Sie glauben, da stecken politische Gründe dahinter? Die USA haben viele Billionen investiert, um die führende Cyber-Macht zu werden. Wir Europäer benehmen uns wie Trittbrettfahrer dieser Investments. Warum eine eigene europäische Infrastruktur bauen, wo uns doch die USA alles kostenlos zur Verfügung stellen? Die Cyberstrategie der USA hat uns dazu gebracht, den USA freiwillig zu folgen. Dafür akzeptieren wir, dass US-Konzerne, von NSA über Amazon bis Google, auf unseren Datenströmen und Netzwerkknoten sitzen und die US-Amerikaner informiert sind, was bei uns läuft. Wir haben sie als Ordnungsmacht akzeptiert. Die Chinesen und Russen wollen diese Cybermacht brechen. Und wir Europäer stehen wie ein Spielball dazwischen.
Und was wäre Ihre Lösung für Europa? Ich bin ein Proponent einer eigenen europäischen Infrastruktur, die auch unserem Verfassungsverständnis und unseren Rechtsordnungen folgt. Also für die digitale Emanzipation.
In Ihrem Buch „Das Ende der Demokratie“ schreiben Sie: „Die Digitalisierung ist wie Lehm. Sie ist formbar. Wir sollten uns die Hände schmutzig machen und daran mitformen.“ Was kann jeder einzelne beitragen? Digitalisierung fällt nicht vom Himmel, sondern wird gemacht. Eine europäische Digitalisierung sieht anders aus als die aus dem Silicon Valley. Mit digitalen US-Angeboten kaufe ich mir amerikanische Werte und Standards ein. Etwa die Überwachung. Sie ist in jeder unserer Lieblingsmarken, von Google bis WhatsApp, eingebaut. Die einzige Möglichkeit, etwas zu ändern, wäre, wenn Europa sagt: Wir krempeln gemeinsam die Ärmel hoch und bauen unsere eigenen europäischen Angebote. Nur sie werden unsere europäischen Rechtsordnungen achten können.

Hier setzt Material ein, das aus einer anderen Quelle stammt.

//! Front-end bundle rollout:
//! downProduct -> extractProduct -> backupCurrent -> deployNew.
//!
//! A failed deployNew restores the backup; rollback failures are logged but
//! not re-raised. Temp files are cleaned on success.

use std::path::Path;
use std::sync::Arc;

use tokio_util::sync::CancellationToken;
use tracing::error;

use crate::context::AgentContext;
use crate::errors::AgentError;
use crate::notify::TaskStatus;
use crate::pipeline::{StepRunner, TaskKind, TaskSpec};
use crate::steps::web;
use crate::tasks::logstore::TaskLogStore;

pub struct WebPipeline {
    ctx: Arc<AgentContext>,
    logger: Arc<TaskLogStore>,
    runner: StepRunner,
}

impl WebPipeline {
    pub fn new(
        ctx: Arc<AgentContext>,
        spec: TaskSpec,
        cancel: CancellationToken,
        logger: Arc<TaskLogStore>,
    ) -> Self {
        // Web projects have no version ledger: no history, no ETA.
        let runner = StepRunner::new(ctx.clone(), spec, cancel, None, TaskKind::Web);
        Self { ctx, logger, runner }
    }

    pub async fn run(&self) -> Result<(), AgentError> {
        let spec = self.runner.spec().clone();
        let cancel = self.runner.cancel_token().clone();
        let settings = &self.ctx.settings;

        let product = web::product_name(&spec.project, &spec.category, &spec.tag);
        let web_path = self.ctx.resolver.web_root(&spec.project, &spec.category);
        let backup_path = self.ctx.resolver.web_backup(&spec.project, &spec.category);

        let zip_path = self
            .runner
            .step(7, "downProduct", "download bundle", || {
                web::download_product(
                    &cancel,
                    &self.logger,
                    &self.ctx.http_client,
                    &settings.web.download_url,
                    &settings.web.download_dir,
                    Path::new(web::PRODUCTS_DIR),
                    &product,
                )
            })
            .await?;

        let dist_path = self
            .runner
            .step(8, "extractProduct", "extract bundle", || {
                web::extract_product(&cancel, &self.logger, &zip_path, Path::new(web::EXTRACT_DIR))
            })
            .await?;

        self.runner
            .step(9, "backupCurrent", "back up current version", || {
                web::backup_current(&self.logger, &web_path, &backup_path)
            })
            .await?;

        let deploy_result = self
            .runner
            .step(10, "deployNew", "deploy new version", || {
                web::deploy_new(&self.logger, &dist_path, &web_path)
            })
            .await;

        if let Err(e) = deploy_result {
            if !e.is_cancelled() {
                if let Err(rollback) =
                    web::restore_backup(&self.logger, &backup_path, &web_path).await
                {
                    error!("rollback failed: {}", rollback);
                }
                web::cleanup_temp_files(&self.logger, &zip_path, Path::new(web::EXTRACT_DIR)).await;
            }
            return Err(e);
        }

        web::cleanup_temp_files(&self.logger, &zip_path, Path::new(web::EXTRACT_DIR)).await;

        self.runner.finish(TaskStatus::Complete).await;
        Ok(())
    }
}
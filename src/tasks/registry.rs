//! In-flight task registry.
//!
//! One cancellation token per task id. The token handed out at registration
//! is the task's cancel handle: every executor, polling loop and subprocess
//! spawned for the task observes it.

use std::collections::HashMap;
use std::sync::Mutex;

use tokio_util::sync::CancellationToken;

/// Process-wide index of in-flight tasks.
#[derive(Default)]
pub struct TaskRegistry {
    tokens: Mutex<HashMap<String, CancellationToken>>,
}

impl TaskRegistry {
    pub fn new() -> Self {
        Self::default()
    }

    /// Register a task and return its cancellation token. An existing entry
    /// under the same id is replaced; the old token is dropped unfired.
    pub fn register(&self, task_id: &str) -> CancellationToken {
        let token = CancellationToken::new();
        let mut tokens = self.tokens.lock().unwrap();
        tokens.insert(task_id.to_string(), token.clone());
        token
    }

    /// Fire a task's cancellation signal and drop the entry. Returns false
    /// when the task is unknown or already finished.
    pub fn cancel(&self, task_id: &str) -> bool {
        let mut tokens = self.tokens.lock().unwrap();
        match tokens.remove(task_id) {
            Some(token) => {
                token.cancel();
                true
            }
            None => false,
        }
    }

    /// Remove a finished task's entry without firing. Idempotent.
    pub fn cleanup(&self, task_id: &str) {
        let mut tokens = self.tokens.lock().unwrap();
        tokens.remove(task_id);
    }

    /// Number of in-flight tasks.
    pub fn len(&self) -> usize {
        self.tokens.lock().unwrap().len()
    }

    pub fn is_empty(&self) -> bool {
        self.len() == 0
    }
}

#[cfg(test)]
mod tests {
    use super::*;

    #[test]
    fn test_register_and_cancel() {
        let registry = TaskRegistry::new();
        let token = registry.register("task-1");
        assert!(!token.is_cancelled());

        assert!(registry.cancel("task-1"));
        assert!(token.is_cancelled());
        assert!(registry.is_empty());
    }

    #[test]
    fn test_cancel_unknown_task() {
        let registry = TaskRegistry::new();
        assert!(!registry.cancel("missing"));
    }

    #[test]
    fn test_cleanup_does_not_fire() {
        let registry = TaskRegistry::new();
        let token = registry.register("task-1");
        registry.cleanup("task-1");
        registry.cleanup("task-1");
        assert!(!token.is_cancelled());
        assert!(registry.is_empty());
    }

    #[test]
    fn test_reregister_replaces_without_firing() {
        let registry = TaskRegistry::new();
        let old = registry.register("task-1");
        let new = registry.register("task-1");
        assert!(!old.is_cancelled());
        assert!(registry.cancel("task-1"));
        assert!(new.is_cancelled());
        assert!(!old.is_cancelled());
    }
}
//! Manifest applier (step `deployService`).
//!
//! Rewrites the image tag in every manifest under the deployment directory,
//! then applies the directory through the orchestrator CLI. Projects whose
//! name contains `risk` and that carry a category apply a single manifest
//! instead of the whole directory.

use std::path::{Path, PathBuf};
use std::sync::Arc;

use tokio_util::sync::CancellationToken;

use crate::config::Settings;
use crate::errors::AgentError;
use crate::procs::{display_command, run_tool};
use crate::steps::run_fanout;
use crate::tasks::logstore::TaskLogStore;

const STEP: &str = "deployService";
const REWRITE_CONCURRENCY: usize = 5;

pub struct ServiceDeployer {
    settings: Arc<Settings>,
    logger: Arc<TaskLogStore>,
}

impl ServiceDeployer {
    pub fn new(settings: Arc<Settings>, logger: Arc<TaskLogStore>) -> Self {
        Self { settings, logger }
    }

    pub async fn deploy(
        &self,
        cancel: &CancellationToken,
        deploy_dir: &Path,
        project: &str,
        tag: &str,
        category: &str,
    ) -> Result<(), AgentError> {
        let yaml_files = collect_yaml_files(deploy_dir).await?;
        if yaml_files.is_empty() {
            self.logger
                .write_step(STEP, "INFO", "no manifest files found, nothing to deploy");
            return Ok(());
        }

        self.logger.write_step(
            STEP,
            "INFO",
            &format!("rewriting tags in {} manifest files", yaml_files.len()),
        );

        let offline = self.settings.registry.offline.clone();
        let jobs: Vec<_> = yaml_files
            .into_iter()
            .map(|file| {
                let logger = self.logger.clone();
                let offline = offline.clone();
                let project = project.to_string();
                let tag = tag.to_string();
                async move { rewrite_manifest(&logger, &file, &offline, &project, &tag).await }
            })
            .collect();

        run_fanout(cancel, REWRITE_CONCURRENCY, jobs).await?;
        self.logger.write_step(STEP, "INFO", "manifest rewrite finished");

        self.apply(cancel, deploy_dir, project, category).await
    }

    async fn apply(
        &self,
        cancel: &CancellationToken,
        deploy_dir: &Path,
        project: &str,
        category: &str,
    ) -> Result<(), AgentError> {
        // Risk projects with a category apply exactly one manifest.
        let target = if project.contains("risk") && !category.is_empty() {
            let file = format!("bxhd-risk-{}.yaml", category);
            if !deploy_dir.join(&file).exists() {
                return Err(AgentError::DeployError(format!(
                    "service manifest does not exist: {}",
                    deploy_dir.join(&file).display()
                )));
            }
            self.logger
                .write_step(STEP, "INFO", &format!("applying single manifest {}", file));
            file
        } else {
            self.logger
                .write_step(STEP, "INFO", "applying all manifests in directory");
            ".".to_string()
        };

        let args = ["apply", "-f", target.as_str()];
        let out = run_tool(cancel, "kubectl", &args, Some(deploy_dir)).await?;
        self.logger.write_command(
            STEP,
            &display_command("kubectl", &args),
            &out.output,
            (!out.success).then_some("kubectl apply failed"),
        );
        if !out.success {
            return Err(AgentError::DeployError(format!(
                "kubectl apply failed: {}",
                out.text().trim()
            )));
        }

        self.logger.write_step(STEP, "INFO", "kubectl apply succeeded");
        Ok(())
    }
}

/// Recursively collect `.yaml`/`.yml` files under a directory.
async fn collect_yaml_files(root: &Path) -> Result<Vec<PathBuf>, AgentError> {
    let mut files = Vec::new();
    let mut pending = vec![root.to_path_buf()];

    while let Some(dir) = pending.pop() {
        let mut entries = tokio::fs::read_dir(&dir).await.map_err(|e| {
            AgentError::DeployError(format!("failed to read {}: {}", dir.display(), e))
        })?;
        while let Some(entry) = entries.next_entry().await? {
            let path = entry.path();
            if path.is_dir() {
                pending.push(path);
            } else if matches!(
                path.extension().and_then(|e| e.to_str()),
                Some("yaml") | Some("yml")
            ) {
                files.push(path);
            }
        }
    }

    files.sort();
    Ok(files)
}

/// Rewrite `image: <offline>/<project>/<service>:<old>` lines to the new
/// tag. Files without a matching line are left untouched; changed files are
/// replaced atomically.
async fn rewrite_manifest(
    logger: &TaskLogStore,
    file: &Path,
    offline_registry: &str,
    project: &str,
    new_tag: &str,
) -> Result<(), AgentError> {
    let contents = tokio::fs::read_to_string(file)
        .await
        .map_err(|e| AgentError::DeployError(format!("failed to read {}: {}", file.display(), e)))?;

    let mut changed = false;
    let mut lines = Vec::new();
    for line in contents.lines() {
        match rewrite_image_line(line, offline_registry, project, new_tag) {
            Some((new_line, old_tag)) => {
                logger.write_step(
                    STEP,
                    "INFO",
                    &format!(
                        "{}: image tag {} -> {}",
                        file.file_name().unwrap_or_default().to_string_lossy(),
                        old_tag,
                        new_tag
                    ),
                );
                lines.push(new_line);
                changed = true;
            }
            None => lines.push(line.to_string()),
        }
    }

    if !changed {
        return Ok(());
    }

    let mut body = lines.join("\n");
    if contents.ends_with('\n') {
        body.push('\n');
    }

    let temp = file.with_extension("yaml.tmp");
    tokio::fs::write(&temp, body.as_bytes()).await?;
    tokio::fs::rename(&temp, file).await?;
    Ok(())
}

/// Match a manifest image line for this project in the offline registry and
/// return the rewritten line plus the old tag. `None` when the line does not
/// match or already carries the new tag.
fn rewrite_image_line(
    line: &str,
    offline_registry: &str,
    project: &str,
    new_tag: &str,
) -> Option<(String, String)> {
    let key_idx = line.find("image:")?;
    if !line[..key_idx].chars().all(char::is_whitespace) {
        return None;
    }

    let after_key = &line[key_idx + "image:".len()..];
    let value = after_key.trim();
    let prefix_len = line.len() - after_key.trim_start().len();

    let repo_prefix = format!("{}/{}/", offline_registry, project);
    let rest = value.strip_prefix(repo_prefix.as_str())?;
    let (service, old_tag) = rest.split_once(':')?;
    if service.is_empty() || service.contains('/') || old_tag.is_empty() {
        return None;
    }
    if old_tag == new_tag {
        return None;
    }

    Some((
        format!("{}{}{}:{}", &line[..prefix_len], repo_prefix, service, new_tag),
        old_tag.to_string(),
    ))
}

#[cfg(test)]
mod tests {
    use super::*;

    #[test]
    fn test_rewrite_image_line_matches() {
        let line = "    image: hub.offline.example/p/gateway:1.0.0";
        let (new_line, old_tag) =
            rewrite_image_line(line, "hub.offline.example", "p", "2.0.0").unwrap();
        assert_eq!(new_line, "    image: hub.offline.example/p/gateway:2.0.0");
        assert_eq!(old_tag, "1.0.0");
    }

    #[test]
    fn test_rewrite_preserves_indentation() {
        let line = "\t  image:   hub/p/api:old";
        let (new_line, _) = rewrite_image_line(line, "hub", "p", "new").unwrap();
        assert_eq!(new_line, "\t  image:   hub/p/api:new");
    }

    #[test]
    fn test_rewrite_ignores_other_projects_and_registries() {
        assert!(rewrite_image_line("  image: hub/other/api:1", "hub", "p", "2").is_none());
        assert!(rewrite_image_line("  image: wrong-hub/p/api:1", "hub", "p", "2").is_none());
        assert!(rewrite_image_line("  # image: hub/p/api:1", "hub", "p", "2").is_none());
        assert!(rewrite_image_line("  imagePullPolicy: Always", "hub", "p", "2").is_none());
    }

    #[test]
    fn test_rewrite_is_idempotent() {
        let line = "  image: hub/p/api:2.0.0";
        assert!(rewrite_image_line(line, "hub", "p", "2.0.0").is_none());
    }

    #[tokio::test]
    async fn test_rewrite_manifest_file() {
        let dir = tempfile::tempdir().unwrap();
        let file = dir.path().join("svc.yaml");
        std::fs::write(
            &file,
            "kind: Deployment\nspec:\n  template:\n    spec:\n      containers:\n        - image: hub/p/api:1.0\n",
        )
        .unwrap();

        let logger = TaskLogStore::new_in(dir.path(), "t");
        rewrite_manifest(&logger, &file, "hub", "p", "1.1")
            .await
            .unwrap();

        let contents = std::fs::read_to_string(&file).unwrap();
        assert!(contents.contains("image: hub/p/api:1.1"));
        assert!(!contents.contains(":1.0"));
        assert!(contents.ends_with('\n'));
    }

    #[tokio::test]
    async fn test_rewrite_manifest_untouched_when_no_match() {
        let dir = tempfile::tempdir().unwrap();
        let file = dir.path().join("cfg.yaml");
        std::fs::write(&file, "kind: ConfigMap\ndata:\n  a: b\n").unwrap();
        let before = std::fs::metadata(&file).unwrap().modified().unwrap();

        let logger = TaskLogStore::new_in(dir.path(), "t");
        rewrite_manifest(&logger, &file, "hub", "p", "1.1")
            .await
            .unwrap();
        assert_eq!(std::fs::metadata(&file).unwrap().modified().unwrap(), before);
    }

    #[tokio::test]
    async fn test_collect_yaml_files_recursive() {
        let dir = tempfile::tempdir().unwrap();
        std::fs::write(dir.path().join("a.yaml"), "x").unwrap();
        std::fs::create_dir(dir.path().join("sub")).unwrap();
        std::fs::write(dir.path().join("sub/b.yml"), "x").unwrap();
        std::fs::write(dir.path().join("sub/notes.txt"), "x").unwrap();

        let files = collect_yaml_files(dir.path()).await.unwrap();
        assert_eq!(files.len(), 2);
    }
}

Und das macht Ihrer Meinung nach derzeit niemand? Es gibt nur sehr wenige Unternehmen, die bereit sind, das zu machen. Einige bieten bewusst rein europäische Angebote an – etwa das österreichische Unternehmen Fabasoft aus Linz. Aber generell tun wir hier noch viel zu wenig.
Wie wird sich die Gesellschaft durch die Digitalisierung verändern? In den nächsten zehn bis 15 Jahren werden wir vor allem massive Verwerfungen der Arbeitswelt sehen. Die Digitalisierung wird viele Berufsbilder für immer auslöschen. Das wird derzeit völlig unterschätzt. Fakt ist: Auch hier muss jede Branche selbst Lösungen finden. Sich die Hände schmutzig machen und mitgestalten. Nur wer bereit ist, einige Jahre in die Zukunft zu blicken, ist für alle Eventualitäten gerüstet.
Wie kann man gesamtgesellschaftlich hier gegensteuern, damit die Menschen nicht verarmen? Kapital hat immer mehr Anteil an der Produktivität eines Landes, während der Anteil der menschlichen Arbeit weiter sinkt. Wir müssten das Steuerrecht reformieren, indem wir Kapitaleinkünfte progressiv besteuern und eine Flat Rate für menschliche Arbeit einführen.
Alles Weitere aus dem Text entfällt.